One of the main issues of the methods proposed in the above papers is that (a part of) the evolutionary history is needed to properly exploit older populations, thus increasing the space necessary for those methods to work. It is also interesting to notice that an increase in the population’s size (under a certain limit) is also useful for GSGP [17]. Thus, as proposed in this paper, it is fundamental to explore the trade-off between population size and performance and whether this trade-off can be removed or mitigated by using part of the existing evolutionary history.

The principle of exploiting memory in evolutionary algorithms is also considered under a different guise in the area of machine learning. This is the case, for instance, of the conservation machine learning approach proposed by Sipper and Moore [18,19]. There, the authors explore the idea of reusing ML models learned in different ways (e.g., multiple runs, ensemble methods, etc.) and apply it to the case of random forests. The results showed that their method improves the performance over some classification tasks through ensemble cultivation.
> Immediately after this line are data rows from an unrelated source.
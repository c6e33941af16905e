use tracing::warn;

use crate::domain::{
    cluster::entities::{ClusterSpec, ClusterStatus, DbType, RawClusterSpec, Tuning, WorkloadSpec},
    common::ImageDefaults,
    error::OperatorError,
};

pub const MAX_REPLICAS: i32 = 32;
pub const DEFAULT_REPLICAS: i32 = 1;
pub const DEFAULT_LOG_LEVEL: &str = "info";

const QUANTITY_SUFFIXES: [&str; 13] = [
    "Ki", "Mi", "Gi", "Ti", "Pi", "Ei", "k", "M", "G", "T", "P", "E", "m",
];

/// Applies declared defaults and checks every field the reconciler depends on.
///
/// Pure: a failure here must leave live members untouched, so callers only surface
/// the error as a condition.
pub fn validate_spec(
    raw: &RawClusterSpec,
    images: &ImageDefaults,
) -> Result<ClusterSpec, OperatorError> {
    let db_type: DbType = raw.db_type.parse()?;

    let replicas = raw.replicas.unwrap_or(DEFAULT_REPLICAS);
    if !(0..=MAX_REPLICAS).contains(&replicas) {
        return Err(OperatorError::InvalidSpec {
            field: "replicas",
            message: format!("must be within 0..={MAX_REPLICAS}, got {replicas}"),
        });
    }

    let defaults = Tuning::default();
    let tuning = Tuning {
        election_timer: positive_millis(
            "electionTimer",
            raw.election_timer,
            defaults.election_timer,
        )?,
        inactivity_probe: positive_millis(
            "inactivityProbe",
            raw.inactivity_probe,
            defaults.inactivity_probe,
        )?,
        probe_interval_to_active: positive_millis(
            "probeIntervalToActive",
            raw.probe_interval_to_active,
            defaults.probe_interval_to_active,
        )?,
    };
    if tuning.election_timer >= tuning.inactivity_probe {
        warn!(
            election_timer = tuning.election_timer,
            inactivity_probe = tuning.inactivity_probe,
            "election timer is not smaller than the inactivity probe, elections may trigger spuriously"
        );
    }

    let container_image = if raw.container_image.trim().is_empty() {
        images.for_db_type(db_type).to_string()
    } else {
        raw.container_image.trim().to_string()
    };
    if container_image.is_empty() {
        return Err(OperatorError::InvalidSpec {
            field: "containerImage",
            message: "must not be empty".to_string(),
        });
    }

    validate_quantity(&raw.storage_request)?;

    let network_attachment = match raw.network_attachment.as_deref().map(str::trim) {
        None | Some("") => None,
        Some(name) => {
            validate_attachment_name(name)?;
            Some(name.to_string())
        }
    };

    let storage_class = raw
        .storage_class
        .as_deref()
        .filter(|s| !s.is_empty())
        .map(str::to_string);
    let log_level = raw
        .log_level
        .as_deref()
        .filter(|s| !s.is_empty())
        .unwrap_or(DEFAULT_LOG_LEVEL)
        .to_string();

    Ok(ClusterSpec {
        db_type,
        replicas: replicas as u32,
        tuning,
        workload: WorkloadSpec {
            container_image,
            resources: raw.resources.clone(),
            storage_class,
            storage_request: raw.storage_request.trim().to_string(),
            node_selector: raw.node_selector.clone(),
            network_attachment,
            log_level,
            debug: raw.debug,
        },
    })
}

/// A cluster keeps the database type it was first reconciled with.
pub fn ensure_db_type_unchanged(
    spec: &ClusterSpec,
    status: &ClusterStatus,
) -> Result<(), OperatorError> {
    match status.db_type {
        Some(recorded) if recorded != spec.db_type => Err(OperatorError::InvalidSpec {
            field: "dbType",
            message: format!(
                "is immutable, cluster was created as {recorded}, got {}",
                spec.db_type
            ),
        }),
        _ => Ok(()),
    }
}

fn positive_millis(
    field: &'static str,
    value: Option<i32>,
    default: u32,
) -> Result<u32, OperatorError> {
    match value {
        None => Ok(default),
        Some(v) if v > 0 => Ok(v as u32),
        Some(v) => Err(OperatorError::InvalidSpec {
            field,
            message: format!("must be a positive number of milliseconds, got {v}"),
        }),
    }
}

/// Accepts Kubernetes-style quantities such as `10G`, `500Mi` or `1.5Gi`, strictly positive.
fn validate_quantity(raw: &str) -> Result<(), OperatorError> {
    let invalid = |message: String| OperatorError::InvalidSpec {
        field: "storageRequest",
        message,
    };

    let value = raw.trim();
    if value.is_empty() {
        return Err(invalid("must not be empty".to_string()));
    }

    let split = value
        .find(|c: char| !(c.is_ascii_digit() || c == '.'))
        .unwrap_or(value.len());
    let (number, suffix) = value.split_at(split);

    if !suffix.is_empty() && !QUANTITY_SUFFIXES.contains(&suffix) {
        return Err(invalid(format!("unknown unit {suffix:?} in {value:?}")));
    }
    let amount: f64 = number
        .parse()
        .map_err(|_| invalid(format!("{value:?} is not a quantity")))?;
    if amount <= 0.0 {
        return Err(invalid(format!("{value:?} must be positive")));
    }
    Ok(())
}

/// `name` or `namespace/name`, each part a DNS-1123 name.
fn validate_attachment_name(name: &str) -> Result<(), OperatorError> {
    let invalid = || OperatorError::InvalidSpec {
        field: "networkAttachment",
        message: format!("{name:?} is not a valid network attachment name"),
    };

    let (namespace, object) = match name.split_once('/') {
        Some((ns, obj)) => (Some(ns), obj),
        None => (None, name),
    };
    if namespace.is_some_and(|ns| ns.len() > 63 || ns.contains('.') || !is_dns1123(ns)) {
        return Err(invalid());
    }
    if object.len() > 253 || !is_dns1123(object) {
        return Err(invalid());
    }
    Ok(())
}

fn is_dns1123(s: &str) -> bool {
    let bytes = s.as_bytes();
    let edge_ok = |b: &u8| b.is_ascii_lowercase() || b.is_ascii_digit();
    !bytes.is_empty()
        && bytes.first().is_some_and(edge_ok)
        && bytes.last().is_some_and(edge_ok)
        && bytes
            .iter()
            .all(|b| edge_ok(b) || *b == b'-' || *b == b'.')
}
Finally, to the best of our knowledge, in the specific area of GSGP, there is no work directly addressing the reuse of old genetic material or individuals from past populations. Nevertheless, there have been several attempts aimed at improving the performance of the basic GSGP algorithm over regression problems. One of the most relevant approaches considers the integration of local search in the evolutionary process of GSGP [20,21].
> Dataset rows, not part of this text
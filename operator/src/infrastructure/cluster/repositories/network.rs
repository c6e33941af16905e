use std::net::IpAddr;

use k8s_openapi::api::core::v1::Pod;
use kube::{Client, api::Api};
use serde::Deserialize;

use crate::{
    domain::{
        cluster::{entities::ClusterRef, ports::NetworkAttachmentRepository},
        error::OperatorError,
    },
    infrastructure::cluster::repositories::resources::qualified_attachment,
};

/// Written by the CNI meta-plugin once the pod's secondary interfaces are up.
pub const NETWORK_STATUS_ANNOTATION: &str = "k8s.v1.cni.cncf.io/network-status";

#[derive(Debug, Deserialize)]
struct NetworkStatus {
    name: String,
    #[serde(default)]
    ips: Vec<String>,
}

/// Extracts the IPs of `network` (`namespace/name`) from a network-status annotation.
pub fn attachment_ips(annotation: &str, network: &str) -> Result<Vec<IpAddr>, OperatorError> {
    let entries: Vec<NetworkStatus> =
        serde_json::from_str(annotation).map_err(|e| OperatorError::MalformedState {
            message: format!("unreadable {NETWORK_STATUS_ANNOTATION} annotation: {e}"),
        })?;

    Ok(entries
        .into_iter()
        .filter(|entry| entry.name == network)
        .flat_map(|entry| entry.ips)
        .filter_map(|ip| ip.parse().ok())
        .collect())
}

#[derive(Clone)]
pub struct K8sNetworkAttachmentRepository {
    client: Client,
}

impl K8sNetworkAttachmentRepository {
    pub fn new(client: Client) -> Self {
        Self { client }
    }
}

impl NetworkAttachmentRepository for K8sNetworkAttachmentRepository {
    async fn resolve(
        &self,
        cluster: &ClusterRef,
        attachment: &str,
        pod_name: &str,
    ) -> Result<Vec<IpAddr>, OperatorError> {
        let pods: Api<Pod> = Api::namespaced(self.client.clone(), &cluster.namespace);
        let Some(pod) = pods.get_opt(pod_name).await? else {
            return Ok(Vec::new());
        };
        let Some(annotation) = pod
            .metadata
            .annotations
            .as_ref()
            .and_then(|annotations| annotations.get(NETWORK_STATUS_ANNOTATION))
        else {
            return Ok(Vec::new());
        };

        let (namespace, name) = qualified_attachment(cluster, attachment);
        attachment_ips(annotation, &format!("{namespace}/{name}"))
    }
}
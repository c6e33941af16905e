pub mod application;
pub mod args;
pub mod domain;
pub mod infrastructure;
use std::sync::Arc;

use kube::Client;
use tracing::{debug, error, info};

use crate::{
    application::cluster::controller::run_cluster_controller,
    domain::{
        common::{OperatorConfig, services::Service},
        error::OperatorError,
    },
    infrastructure::cluster::repositories::{
        network::K8sNetworkAttachmentRepository, raft::K8sRaftRepository,
        workload::K8sWorkloadRepository,
    },
};

pub mod cluster;

pub type OperatorService =
    Service<K8sWorkloadRepository, K8sNetworkAttachmentRepository, K8sRaftRepository>;
pub struct OperatorApp;

pub fn create_service(client: Client, config: OperatorConfig) -> OperatorService {
    Service::new(
        K8sWorkloadRepository::new(client.clone()),
        K8sNetworkAttachmentRepository::new(client.clone()),
        K8sRaftRepository::new(client),
        config,
    )
}

impl OperatorApp {
    pub async fn run(config: OperatorConfig) -> Result<(), OperatorError> {
        debug!("initializing kubernetes client...");
        let client = Client::try_default().await.map_err(|e| {
            error!("unable to create the Kubernetes client: {:?}", e);
            OperatorError::InternalServerError {
                message: format!("Kubernetes client error: {}", e),
            }
        })?;
        info!("kubernetes client initialized");

        let service = Arc::new(create_service(client.clone(), config.clone()));
        info!(env = ?config.env, "service initialized");

        run_cluster_controller(client, service, config).await;
        info!("cluster controller has stopped");

        Ok(())
    }
}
3. Geometric Semantic GP with Multi-Generational Selection

In this section, we recall the construction of GSGP with semantic operators and its current efficient implementation through dynamic programming. We then introduce a procedure to use this implementation to obtain a zero-cost way of sampling, during the selection process, not only from the current population but also for any previous population obtained during the evolution process.
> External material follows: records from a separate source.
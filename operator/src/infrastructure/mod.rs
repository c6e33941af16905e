pub mod cluster;
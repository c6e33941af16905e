use std::time::Duration;

use rand::Rng;

/// Exponential backoff with full jitter on the upper half of each window.
#[derive(Debug, Clone, Copy, PartialEq, Eq)]
pub struct BackoffPolicy {
    pub base: Duration,
    pub max: Duration,
}

impl Default for BackoffPolicy {
    fn default() -> Self {
        BackoffPolicy {
            base: Duration::from_secs(1),
            max: Duration::from_secs(300),
        }
    }
}

impl BackoffPolicy {
    /// Upper bound of the delay after `failures` consecutive failures (1-based).
    pub fn ceiling(&self, failures: u32) -> Duration {
        let exponent = failures.saturating_sub(1).min(31);
        self.base
            .saturating_mul(1u32 << exponent)
            .min(self.max)
    }

    /// Delay drawn uniformly from `[ceiling / 2, ceiling]`.
    pub fn delay<G: Rng + ?Sized>(&self, failures: u32, rng: &mut G) -> Duration {
        let ceiling = self.ceiling(failures);
        let floor = ceiling / 2;
        let spread = (ceiling - floor).as_millis() as u64;
        floor + Duration::from_millis(rng.random_range(0..=spread))
    }
}
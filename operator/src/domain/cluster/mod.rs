pub mod config;
pub mod endpoints;
pub mod entities;
pub mod members;
pub mod ports;
pub mod services;
pub mod status;
pub mod validation;
pub mod controller;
3.1. Geometric Semantic Genetic Programming

In classical GP, the crossover (recombination) and mutation operators act on the genotype of the individual involved, usually modifying or changing parts of the subtrees in the case of a tree-based representation. However, the effects on the phenotype of the individuals are difficult to formalize, and even small modifications to the genotype can create a significant change in the phenotype. Therefore, in addition to the standard “syntactic” operators of GP, there have been multiple studies on semantic operators [22]. By relying on these operators, it is possible to predict the effect of crossover and mutation on the phenotype of the solutions.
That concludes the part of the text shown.